Mobile devices offer best form factor for 3-D

Dec 30, 2010 12:17 PM, By Debra Kaufman

             
Dialog Semiconductor’s chip offers real-time 2-D-to-3-D conversion for mobile devices. Image courtesy Dialog Semiconductor.

Dialog Semiconductor’s chip offers real-time 2-D-to-3-D conversion for mobile devices. Image courtesy Dialog Semiconductor.

Mobile devices may be the most likely form factor to introduce 3-D content to mainstream audiences, says senior analyst Victoria Fodale at ABI Research. The firm has forecast that by 2015, smart phones, notebooks, mobile Internet devices and portable game players will be among the 3-D devices that will comprise more than 11 percent of the total mobile device market. One of the strong suits of mobile devices is that auto-stereoscopic, or glasses-free, 3-D viewing is now possible. Similar glasses-free auto-stereoscopic screens are still not possible on TV screens and other larger form factors. With a mobile device, users can also easily move a mobile screen to find the sweet spot for viewing 3-D content.

“Unlike 3-D TVs, the mobile category has a fast replacement cycle,” Fodale said. “This means consumers are more likely to buy a mobile device with 3-D in an upgrade purchase much sooner than they would purchase 3-D in a larger form factor such as a flat-screen television.”

ABI Research predicts that the growth and acceptance of mobile 3-D devices will be driven by three key applications: creation of user-generated 3-D content by integrated video and still cameras; playback of 3-D content; and 3-D gaming.

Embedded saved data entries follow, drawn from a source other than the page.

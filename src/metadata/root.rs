//! The metadata root (ECMA-335 II.24.2.1).
//!
//! ```text
//! offset  size  field
//! 0       4     Signature      0x424A5342 ("BSJB")
//! 4       2     MajorVersion
//! 6       2     MinorVersion
//! 8       4     Reserved
//! 12      4     Length         of the version string, padded to 4
//! 16      n     Version        null padded UTF-8
//! 16+n    2     Flags
//! 18+n    2     Streams        number of stream headers that follow
//! ```

use crate::{
    file::io::{read_le, read_le_at},
    metadata::streams::StreamHeader,
    Result,
};

/// Magic value at the start of every metadata root.
pub const CIL_HEADER_MAGIC: u32 = 0x424A_5342;

/// The parsed metadata root with its stream directory.
#[derive(Debug, Clone)]
pub struct Root {
    /// Always [`CIL_HEADER_MAGIC`]
    pub signature: u32,
    /// Major version, usually 1
    pub major_version: u16,
    /// Minor version, usually 1
    pub minor_version: u16,
    /// Length of the version string field in bytes, including padding
    pub length: u32,
    /// Runtime version the module was built against, e.g. `v4.0.30319`
    pub version: String,
    /// Reserved flags
    pub flags: u16,
    /// The stream directory
    pub stream_headers: Vec<StreamHeader>,
}

impl Root {
    /// Parse the metadata root at the start of `data`.
    ///
    /// Stream offsets and sizes are validated against `data`, so the caller can slice every
    /// stream without further checks.
    ///
    /// # Errors
    /// Returns [`crate::Error::Malformed`] if the signature does not match or the stream directory
    /// is invalid, and [`crate::Error::OutOfBounds`] if `data` is truncated.
    pub fn read(data: &[u8]) -> Result<Root> {
        if data.len() < 20 {
            return Err(out_of_bounds_error!());
        }

        let signature = read_le::<u32>(data)?;
        if signature != CIL_HEADER_MAGIC {
            return Err(malformed_error!(
                "CIL_HEADER_MAGIC does not match - 0x{:08X}",
                signature
            ));
        }

        let length = read_le::<u32>(&data[12..])?;
        let Some(version_end) = (length as usize).checked_add(16) else {
            return Err(malformed_error!(
                "Version string length causing integer overflow - {}",
                length
            ));
        };
        if version_end + 4 > data.len() {
            return Err(out_of_bounds_error!());
        }

        let version = String::from_utf8_lossy(&data[16..version_end])
            .trim_end_matches('\0')
            .to_string();

        let mut offset = version_end;
        let flags = read_le_at::<u16>(data, &mut offset)?;
        let stream_count = read_le_at::<u16>(data, &mut offset)?;
        if stream_count == 0 || stream_count as usize > super::streams::VALID_STREAM_NAMES.len() {
            return Err(malformed_error!("Invalid stream count - {}", stream_count));
        }

        let mut stream_headers: Vec<StreamHeader> = Vec::with_capacity(stream_count as usize);
        for _ in 0..stream_count {
            if offset >= data.len() {
                return Err(out_of_bounds_error!());
            }

            let stream = StreamHeader::from(&data[offset..])?;
            let Some(stream_end) = stream.offset.checked_add(stream.size) else {
                return Err(malformed_error!(
                    "Stream offset and size cause integer overflow - {} + {}",
                    stream.offset,
                    stream.size
                ));
            };
            if stream_end as usize > data.len() {
                return Err(out_of_bounds_error!());
            }
            if stream_headers.iter().any(|seen| seen.name == stream.name) {
                return Err(malformed_error!("Duplicate stream - {}", stream.name));
            }

            offset += stream.header_size();
            stream_headers.push(stream);
        }

        Ok(Root {
            signature,
            major_version: read_le::<u16>(&data[4..])?,
            minor_version: read_le::<u16>(&data[6..])?,
            length,
            version,
            flags,
            stream_headers,
        })
    }

    /// Look up a stream header by name.
    #[must_use]
    pub fn stream(&self, name: &str) -> Option<&StreamHeader> {
        self.stream_headers.iter().find(|stream| stream.name == name)
    }
}

#[cfg(test)]
mod tests {
    use super::*;

    #[rustfmt::skip]
    fn crafted() -> Vec<u8> {
        let mut data = vec![
            0x42, 0x53, 0x4A, 0x42,
            0x01, 0x00,
            0x01, 0x00,
            0x00, 0x00, 0x00, 0x00,
            0x0C, 0x00, 0x00, 0x00,
            b'v', b'4', b'.', b'0', b'.', b'3', b'0', b'3', b'1', b'9', 0x00, 0x00,
            0x00, 0x00,
            0x02, 0x00,

            0x40, 0x00, 0x00, 0x00, // #~
            0x04, 0x00, 0x00, 0x00,
            b'#', b'~', 0x00, 0x00,

            0x44, 0x00, 0x00, 0x00, // #Strings
            0x04, 0x00, 0x00, 0x00,
            b'#', b'S', b't', b'r', b'i', b'n', b'g', b's', 0x00, 0x00, 0x00, 0x00,
        ];
        data.resize(0x48, 0);
        data
    }

    #[test]
    fn crafted_root() {
        let root = Root::read(&crafted()).unwrap();

        assert_eq!(root.signature, CIL_HEADER_MAGIC);
        assert_eq!(root.major_version, 1);
        assert_eq!(root.length, 12);
        assert_eq!(root.version, "v4.0.30319");
        assert_eq!(root.stream_headers.len(), 2);
        assert_eq!(root.stream("#~").unwrap().offset, 0x40);
        assert_eq!(root.stream("#Strings").unwrap().offset, 0x44);
        assert!(root.stream("#Blob").is_none());
    }

    #[test]
    fn bad_signature() {
        let mut data = crafted();
        data[0] = 0x43;
        assert!(Root::read(&data).is_err());
    }

    #[test]
    fn stream_out_of_range() {
        let mut data = crafted();
        data.truncate(0x46);
        assert!(Root::read(&data).is_err());
    }

    #[test]
    fn duplicate_stream() {
        let mut data = crafted();
        data[52..64].copy_from_slice(b"#~\0\0\0\0\0\0\0\0\0\0");
        assert!(Root::read(&data).is_err());
    }
}
//! `PropertyMap` table (0x15): links a `TypeDef` to the start of its run in `Property`.

mod reader;

use crate::metadata::token::Token;

/// A raw `PropertyMap` row.
#[derive(Clone, Debug)]
pub struct PropertyMapRaw {
    /// 1-based row id
    pub rid: u32,
    /// Metadata token of this row
    pub token: Token,
    /// Byte offset of this row within the table
    pub offset: usize,
    /// `TypeDef` row owning the properties
    pub parent: u32,
    /// First row of the owner's run in the `Property` table
    pub property_list: u32,
}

As of the end of 2010, only a few smart phones and notebooks with 3-D capability shipped, most of them in Japan, but there’s plenty of 3-D mobile news brewing: In addition to Sharp’s announcement that it will release 3-D phones in 2011, UK-based Dialog Semiconductor just created a chip, available in 2011, which can perform real-time 2-D-to-3-D conversion for mobile devices, including phones and tablets, for glasses-free viewing.